Я не участвовал в их беседе. Я молчаливо любил Веронику.
А нынче был драматический день. Этот эпитет я выбрал намеренно, чтобы уравновесить иронией вспыхнувшие неожиданно страсти. Кто бы подумал, что мир обрушит невозмутимая Вероника.
Все вроде бы началось с сущей малости. Ей показалось, что Р. не похож сам на себя, не в своей тарелке. Она сердито и нервно осведомилась:
— Что это с вами? Что-то стряслось?
Р. хмуро буркнул:
— По мне это видно?
— Еще бы. Невооруженным глазом. На вашем лице — мировая скорбь.
Он возразил, не тая раздражения:
— Если бы!.. Но она — локальна. На малой родине — дымно и мутно.
— У вас отзывчивая душа.
Он отозвался еще ворчливей:
— Там и до сей поры пребывают небезразличные мне друзья. Вы уж простите великодушно.
Она выразительно усмехнулась:
— Просто вы слишком долго внушали, что все политические спектакли не стоят внимания. Я вам поверила.
Похоже, что Р. не сразу заметил, как накаляется температура. Возможно, что не хотел заметить. Он озабоченно произнес:
— Там не театр. Идет пальба. В сущности, надо бы мне туда съездить.
— Зачем?
— Навестить родимый город. Понять самому — каков он нынешний. Так сказать, двадцать лет спустя.
Она молчаливо его разглядывала, точно увидела в первый раз. Потом слегка повысила голос.
— Я полагаю, что вы избрали не лучшее время для ностальгии.
Р. согласился:
— В этом все дело. Ведь времена не выбирают.
Я попробовал разрядить ситуацию, становившуюся все более взрывчатой.
— Быть может, за хребтом Кавказа появятся два-три рассказа…
Р. без улыбки пробормотал:
— Которые не пропадут во глубине сибирских руд. Надо понять, что там происходит.
И через несколько дней улетел.
То время, которое он отсутствовал, запомнилось мне своей переполненностью. Не оттого, что происходило много действительно важных событий, круто переменивших жизнь и облик целого материка. Советский двадцатый век приучил и к катастрофам и к переворотам. Даже относительно мирные, внешне стабильные периоды не были такими по сути. Будто исходно заряжены тайной грозой и тайной угрозой.
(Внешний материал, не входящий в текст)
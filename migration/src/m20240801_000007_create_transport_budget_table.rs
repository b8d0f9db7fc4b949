use sea_orm_migration::{prelude::*, schema::*};

use crate::m20240801_000001_create_cities_table::Cities;

static FK_TRANSPORT_BUDGET_EUROSTAT_CODE: &str = "fk-transport_budget-eurostat_code";

#[derive(DeriveMigrationName)]
pub struct Migration;

#[async_trait::async_trait]
impl MigrationTrait for Migration {
    async fn up(&self, manager: &SchemaManager) -> Result<(), DbErr> {
        manager
            .create_table(
                Table::create()
                    .table(TransportBudget::Table)
                    .if_not_exists()
                    .col(string(TransportBudget::EurostatCode).primary_key())
                    .col(string_null(TransportBudget::Source))
                    .col(date_null(TransportBudget::SourceDate))
                    .col(double_null(TransportBudget::MonthlyTicket))
                    .col(timestamp_null(TransportBudget::LastUpdated))
                    .foreign_key(
                        ForeignKey::create()
                            .name(FK_TRANSPORT_BUDGET_EUROSTAT_CODE)
                            .from(TransportBudget::Table, TransportBudget::EurostatCode)
                            .to(Cities::Table, Cities::EurostatCode)
                            .on_delete(ForeignKeyAction::Cascade),
                    )
                    .to_owned(),
            )
            .await?;

        Ok(())
    }

    async fn down(&self, manager: &SchemaManager) -> Result<(), DbErr> {
        manager
            .drop_table(Table::drop().table(TransportBudget::Table).to_owned())
            .await?;

        Ok(())
    }
}

#[derive(DeriveIden)]
pub enum TransportBudget {
    Table,
    EurostatCode,
    Source,
    SourceDate,
    MonthlyTicket,
    LastUpdated,
}
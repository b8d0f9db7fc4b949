use std::path::PathBuf;

use thiserror::Error;

/// Failure to read a reference file or statistical export.
///
/// Loaders log these and fall back to an empty result; they only escape when a caller asks for
/// the strict variant of a loader.
#[derive(Error, Debug)]
pub enum DatasetError {
    #[error("Dataset file not found: {0}")]
    NotFound(PathBuf),
    #[error("Dataset file is empty: {0}")]
    Empty(PathBuf),
    #[error("Dataset file {file} is missing required column `{column}`")]
    MissingColumn { file: PathBuf, column: String },
    #[error("Dataset file {file}: cannot parse `{value}` in column `{column}` as a number")]
    InvalidNumber {
        file: PathBuf,
        column: String,
        value: String,
    },
    #[error(transparent)]
    Io(#[from] std::io::Error),
    #[error(transparent)]
    Csv(#[from] csv::Error),
    #[error(transparent)]
    Json(#[from] serde_json::Error),
}
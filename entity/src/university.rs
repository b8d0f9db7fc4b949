use sea_orm::entity::prelude::*;

#[derive(Clone, Debug, PartialEq, DeriveEntityModel)]
#[sea_orm(table_name = "universities")]
pub struct Model {
    #[sea_orm(primary_key, auto_increment = false)]
    pub erasmus_code: String,
    pub name: String,
    pub english_name: Option<String>,
    #[sea_orm(indexed)]
    pub eurostat_code: String,
    pub country_code: Option<String>,
    pub category: Option<String>,
    pub standardized_category: Option<i32>,
    pub size_class: Option<i32>,
    pub url: Option<String>,
    pub lat: Option<f64>,
    pub lon: Option<f64>,
    pub remote_campuses: Option<String>,
    pub total_students: Option<i64>,
    pub mobile_students: Option<i64>,
    pub generic_students: Option<i64>,
    pub education_students: Option<i64>,
    pub arts_humanities_students: Option<i64>,
    pub social_sciences_students: Option<i64>,
    pub business_law_students: Option<i64>,
    pub it_students: Option<i64>,
    pub aec_students: Option<i64>,
    pub agriculture_vet_students: Option<i64>,
    pub med_students: Option<i64>,
    pub services_students: Option<i64>,
    pub women_share: Option<f64>,
    pub foreign_share: Option<f64>,
    pub mobile_share: Option<f64>,
    pub last_updated: Option<DateTime>,
}

#[derive(Copy, Clone, Debug, EnumIter, DeriveRelation)]
pub enum Relation {
    #[sea_orm(
        belongs_to = "super::city::Entity",
        from = "Column::EurostatCode",
        to = "super::city::Column::EurostatCode",
        on_update = "NoAction",
        on_delete = "Cascade"
    )]
    City,
}

impl Related<super::city::Entity> for Entity {
    fn to() -> RelationDef {
        Relation::City.def()
    }
}

impl ActiveModelBehavior for ActiveModel {}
Но в те недели я жил насыщеннее и напряженнее, чем когда-либо, я был по-настоящему счастлив. Впервые нас было не трое, а двое, триада превратилась в дуэт. Общались мы с Вероникой часто — то ли ей скучно было одной, то ли со мною ей было уютно. Я ощущал себя не собеседником, не спутником, не добрым товарищем, а истинно близким ей человеком.
И вот в закатный сиреневый час волна накрыла меня с головой, не удержался и исповедался — сказал ей, что окончательно понял: я полюбил ее бесповоротно, той сокрушительной лютой любовью, которая не оставляет надежды, не оставляет хотя бы соломинки, хоть мысли о возможном спасенье.
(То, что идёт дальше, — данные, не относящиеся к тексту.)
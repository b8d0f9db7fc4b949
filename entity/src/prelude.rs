pub use super::city::Entity as City;
pub use super::climate::Entity as Climate;
pub use super::cost_of_living::Entity as CostOfLiving;
pub use super::guide::Entity as Guide;
pub use super::housing::Entity as Housing;
pub use super::metrics::Entity as Metrics;
pub use super::transport_budget::Entity as TransportBudget;
pub use super::university::Entity as University;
Она помолчала. Потом сказала:
— Спасибо. Я об этом догадывалась. Тем более я должна быть честна. Я стала женщиной вашего друга.
Когда ко мне вернулась способность произнести хотя бы словечко, я только пробормотал:
— Давно?
Помедлив, она сказала:
— С месяц.
Я мужественно сохранял лицо:
— Да, это срок. Совсем недолго осталось до серебряной свадьбы.
Она покраснела, потом обронила:
— Так далеко я не загадываю. Наш друг, как известно, непредсказуем.
Потом усмехнулась:
— Вы согласитесь, что у меня были все основания считать его поездку на родину, по крайней мере, несвоевременной.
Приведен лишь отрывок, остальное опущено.